Video Transcript
Using the information from the
table, find the Spearman’s rank correlation coefficient and determine the type of
correlation between the variables 𝑋 and 𝑌. Give the numerical part of your
answer to four decimal places.
The Spearman’s rank correlation
coefficient is a measure of the tendency for one variable in a bivariate dataset to
increase or decrease as the other does, although not necessarily in a linear
way. Calculation of this statistic
doesn’t use the raw data but instead the rank or position of each value within the
data set. We’ll begin by assigning a rank to
each value of the 𝑋-variable and a rank to each value of a 𝑌-variable. It doesn’t matter whether we choose
the smallest or the largest value to have the rank of one, as long as we’re
consistent for the two variables.
For the 𝑋-variable, the smallest
data value is six, so we assign this rank one. There are then two data values of
nine, so we need to understand how to deal with cases of equal data values. If we were to write out the ordered
list of 𝑋-values, these two values of nine would take the second and third places
in the list. As they are equal, we give both
data values the average of these two ranks. So, both values of nine get given
the rank of 2.5. Treating tied ranks in this way
ensures that the sum of the ranks will be the same for both variables. We then assign rank four to the
data value 10 and ranks five and six to the values 13 and 14, respectively.
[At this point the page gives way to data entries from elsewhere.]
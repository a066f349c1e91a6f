// ABOUTME: Remote access to a running machine through the system ssh and scp binaries.
// ABOUTME: Builds argument lists, rewrites scp operands, and propagates exit codes.

use std::process::Stdio;
use tokio::process::Command;

use crate::config::SshConfig;
use crate::error::{Error, Result};
use crate::machine::{CanonicalState, Machine};
use crate::types::MachineName;

/// A running machine's SSH endpoint.
#[derive(Debug, Clone)]
pub struct RemoteTarget<'a> {
    name: &'a MachineName,
    address: &'a str,
    ssh: &'a SshConfig,
}

impl<'a> RemoteTarget<'a> {
    /// # Errors
    ///
    /// Returns `NotReachable` unless the machine is running with a public address.
    pub fn new(machine: &'a Machine, ssh: &'a SshConfig) -> Result<Self> {
        match (&machine.state, &machine.address) {
            (CanonicalState::Running, Some(address)) => Ok(RemoteTarget {
                name: &machine.name,
                address,
                ssh,
            }),
            _ => Err(Error::NotReachable {
                name: machine.name.clone(),
                state: machine.state,
            }),
        }
    }

    /// `user@address`
    pub fn destination(&self) -> String {
        format!("{}@{}", self.ssh.user, self.address)
    }

    fn common_options(&self, port_flag: &str) -> Vec<String> {
        let mut args = vec![port_flag.to_string(), self.ssh.port.to_string()];
        if let Some(ref identity) = self.ssh.identity_file {
            args.push("-i".to_string());
            args.push(identity.display().to_string());
        }
        for option in &self.ssh.options {
            args.push("-o".to_string());
            args.push(option.clone());
        }
        args
    }

    pub fn ssh_args(&self, extra: &[String]) -> Vec<String> {
        let mut args = self.common_options("-p");
        args.push(self.destination());
        args.extend(extra.iter().cloned());
        args
    }

    pub fn scp_args(&self, operands: &[String]) -> Vec<String> {
        let destination = self.destination();
        let mut args = self.common_options("-P");
        args.extend(
            operands
                .iter()
                .map(|operand| rewrite_scp_operand(operand, self.name, &destination)),
        );
        args
    }
}

/// Point `:path` and `<machine>:path` operands at the machine's address.
///
/// Flags and operands naming other hosts are passed through untouched.
pub fn rewrite_scp_operand(operand: &str, name: &MachineName, destination: &str) -> String {
    if operand.starts_with('-') {
        return operand.to_string();
    }

    match operand.split_once(':') {
        Some(("", path)) => format!("{destination}:{path}"),
        Some((host, path)) if host == name.as_str() => format!("{destination}:{path}"),
        _ => operand.to_string(),
    }
}

/// Run `program` attached to the terminal and wait for it to exit.
///
/// # Errors
///
/// - `RemoteLaunch` if the program cannot be started.
/// - `RemoteExit` if it exits unsuccessfully; the exit code is carried along.
pub async fn run_interactive(program: &str, args: &[String]) -> Result<()> {
    tracing::debug!(program, ?args, "launching remote session");

    let status = Command::new(program)
        .args(args)
        .stdin(Stdio::inherit())
        .stdout(Stdio::inherit())
        .stderr(Stdio::inherit())
        .status()
        .await
        .map_err(|source| Error::RemoteLaunch {
            program: program.to_string(),
            source,
        })?;

    if status.success() {
        Ok(())
    } else {
        tracing::debug!(program, code = ?status.code(), "remote session failed");
        Err(Error::RemoteExit {
            program: program.to_string(),
            code: status.code(),
        })
    }
}
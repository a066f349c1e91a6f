// ABOUTME: DNS-compatible machine name validation.
// ABOUTME: Machine names become provider server names, so they follow RFC 1123 labels.

use serde::{Deserialize, Deserializer, Serialize, Serializer};
use std::fmt;
use std::str::FromStr;
use thiserror::Error;

#[derive(Debug, Error, PartialEq, Eq)]
pub enum MachineNameError {
    #[error("machine name cannot be empty")]
    Empty,

    #[error("machine name exceeds maximum length of 63 characters")]
    TooLong,

    #[error("machine name cannot start with a hyphen")]
    StartsWithHyphen,

    #[error("machine name cannot end with a hyphen")]
    EndsWithHyphen,

    #[error("machine name must be lowercase")]
    NotLowercase,

    #[error("invalid character in machine name: '{0}'")]
    InvalidChar(char),
}

/// Longest RFC 1123 label, in bytes.
const MAX_LEN: usize = 63;

/// User-chosen, stable name of a machine.
#[derive(Debug, Clone, PartialEq, Eq, Hash, PartialOrd, Ord)]
pub struct MachineName(String);

impl MachineName {
    pub fn new(value: &str) -> Result<Self, MachineNameError> {
        let last = value.len().checked_sub(1).ok_or(MachineNameError::Empty)?;
        if value.len() > MAX_LEN {
            return Err(MachineNameError::TooLong);
        }

        for (at, c) in value.char_indices() {
            match c {
                'a'..='z' | '0'..='9' => {}
                '-' if at == 0 => return Err(MachineNameError::StartsWithHyphen),
                '-' if at == last => return Err(MachineNameError::EndsWithHyphen),
                '-' => {}
                'A'..='Z' => return Err(MachineNameError::NotLowercase),
                other => return Err(MachineNameError::InvalidChar(other)),
            }
        }

        Ok(Self(value.to_string()))
    }

    pub fn as_str(&self) -> &str {
        &self.0
    }
}

impl FromStr for MachineName {
    type Err = MachineNameError;

    fn from_str(s: &str) -> Result<Self, Self::Err> {
        Self::new(s)
    }
}

impl fmt::Display for MachineName {
    fn fmt(&self, f: &mut fmt::Formatter<'_>) -> fmt::Result {
        f.write_str(&self.0)
    }
}

impl Serialize for MachineName {
    fn serialize<S: Serializer>(&self, serializer: S) -> Result<S::Ok, S::Error> {
        self.0.serialize(serializer)
    }
}

impl<'de> Deserialize<'de> for MachineName {
    fn deserialize<D: Deserializer<'de>>(deserializer: D) -> Result<Self, D::Error> {
        let s = String::deserialize(deserializer)?;
        MachineName::new(&s).map_err(serde::de::Error::custom)
    }
}
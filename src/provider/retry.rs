// ABOUTME: Bounded exponential backoff for transient provider failures.
// ABOUTME: Only `ProviderError::Unavailable` is retried; everything else returns at once.

use super::ProviderError;
use serde::Deserialize;
use std::future::Future;
use std::time::Duration;

#[derive(Debug, Clone, Copy, PartialEq, Eq, Deserialize)]
pub struct RetryPolicy {
    /// Total attempts, including the first one.
    #[serde(default = "default_attempts")]
    pub attempts: u32,

    #[serde(default = "default_initial_backoff", with = "humantime_serde")]
    pub initial_backoff: Duration,

    #[serde(default = "default_max_backoff", with = "humantime_serde")]
    pub max_backoff: Duration,
}

fn default_attempts() -> u32 {
    3
}

fn default_initial_backoff() -> Duration {
    Duration::from_secs(1)
}

fn default_max_backoff() -> Duration {
    Duration::from_secs(10)
}

impl Default for RetryPolicy {
    fn default() -> Self {
        RetryPolicy {
            attempts: default_attempts(),
            initial_backoff: default_initial_backoff(),
            max_backoff: default_max_backoff(),
        }
    }
}

impl RetryPolicy {
    /// A policy that makes exactly one attempt.
    pub fn none() -> Self {
        RetryPolicy {
            attempts: 1,
            ..Default::default()
        }
    }

    /// Delay after the given failed attempt (1-based), doubling up to `max_backoff`.
    pub fn backoff(&self, attempt: u32) -> Duration {
        let shift = attempt.saturating_sub(1).min(16);
        self.initial_backoff
            .saturating_mul(1 << shift)
            .min(self.max_backoff)
    }
}

/// The last error of a call together with how many attempts were made.
#[derive(Debug)]
pub struct Exhausted {
    pub error: ProviderError,
    pub attempts: u32,
}

/// Run `call` until it succeeds, fails permanently, or the attempt cap is hit.
pub async fn with_retry<T, F, Fut>(
    policy: &RetryPolicy,
    operation: &'static str,
    mut call: F,
) -> Result<T, Exhausted>
where
    F: FnMut() -> Fut,
    Fut: Future<Output = Result<T, ProviderError>>,
{
    let max_attempts = policy.attempts.max(1);
    let mut attempt = 1;

    loop {
        match call().await {
            Ok(value) => return Ok(value),
            Err(error) if error.is_retryable() && attempt < max_attempts => {
                let delay = policy.backoff(attempt);
                tracing::warn!(
                    operation,
                    attempt,
                    max_attempts,
                    ?delay,
                    "provider call failed, retrying: {error}"
                );
                tokio::time::sleep(delay).await;
                attempt += 1;
            }
            Err(error) => {
                return Err(Exhausted {
                    error,
                    attempts: attempt,
                });
            }
        }
    }
}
Next, we perform the same process
for the 𝑌-variable. This time, the two smallest values
are equal, so we assign them both the same rank of 1.5, which is the average of one
and two. The next two values are also equal,
so we award each of these the average of three and four, which is 3.5. Finally, we award rank five to 21
and rank six to the largest value of 23. Now that we’ve assigned all of the
ranks, let’s introduce the formula for calculating the Spearman’s rank correlation
coefficient. It is one minus six multiplied by
the sum of 𝑑 𝑖 squared over 𝑛 multiplied by 𝑛 squared minus one. Here, 𝑑 𝑖 represents the
difference in the ranks for each pair of data, and 𝑛 represents the number of data
pairs, which in this question is six.
The next thing we need to calculate
then is the difference in ranks for each pair of data, so we’ll add another row to
the table to do this. It doesn’t actually matter which
way round we subtract the ranks, but let’s subtract the rank of 𝑌 from the rank of
𝑋 for consistency. First, we have six minus five,
which is one, then 2.5 minus 3.5, which is negative one. The remaining differences are
negative two, 3.5, negative 2.5, and one. At this point, there’s a useful
check we can perform, because the sum of the differences should always be equal to
zero. Summing the six values in the
bottom row of the table does indeed give zero, so this confirms that the work we’ve
done so far is correct.
Next, we need to find the square of
each difference, so we can add another row to the table to do so. We’re now ready to calculate the
Spearman’s rank correlation coefficient for this data set. Summing the squared differences in
the final row of the table gives 25.5. We then substitute this value for
the sum of 𝑑 𝑖 squared and six for 𝑛 into the Spearman’s rank correlation
coefficient formula to give 𝑟 sub 𝑠 equals one minus six multiplied by 25.5 over
six multiplied by six squared minus one. Evaluating gives one minus 51 over
70, which is 19 over 70. We’re asked to give the answer to
four decimal places, so evaluating this fraction as a decimal first gives 0.271428
continuing. And then rounding to four decimal
places gives 0.2714.
The final part of the question asks
us to determine the type of correlation that exists between the variables 𝑋 and
𝑌. This means we need to use the value
of the Spearman’s rank correlation coefficient we’ve just calculated to determine
whether the two variables have a tendency to increase together or for one to
decrease as the other increases. We recall that the value of the
Spearman’s rank correlation coefficient is always between negative and positive one
inclusive. A positive value indicates that the
two variables have a tendency to increase together, which we refer to as direct
correlation. A negative value indicates that as
one value increases, the other decreases, which we refer to as inverse
correlation.
As the Spearman’s rank correlation
coefficient we’ve calculated is positive, this means that there is a direct
correlation between 𝑋 and 𝑌. The value is quite close to zero
though, so whilst a direct correlation does exist, it is relatively weak. We’ve found then that the value of
the Spearman’s rank correlation coefficient for this dataset to four decimal places
is 0.2714. And hence, there is direct
correlation between 𝑋 and 𝑌.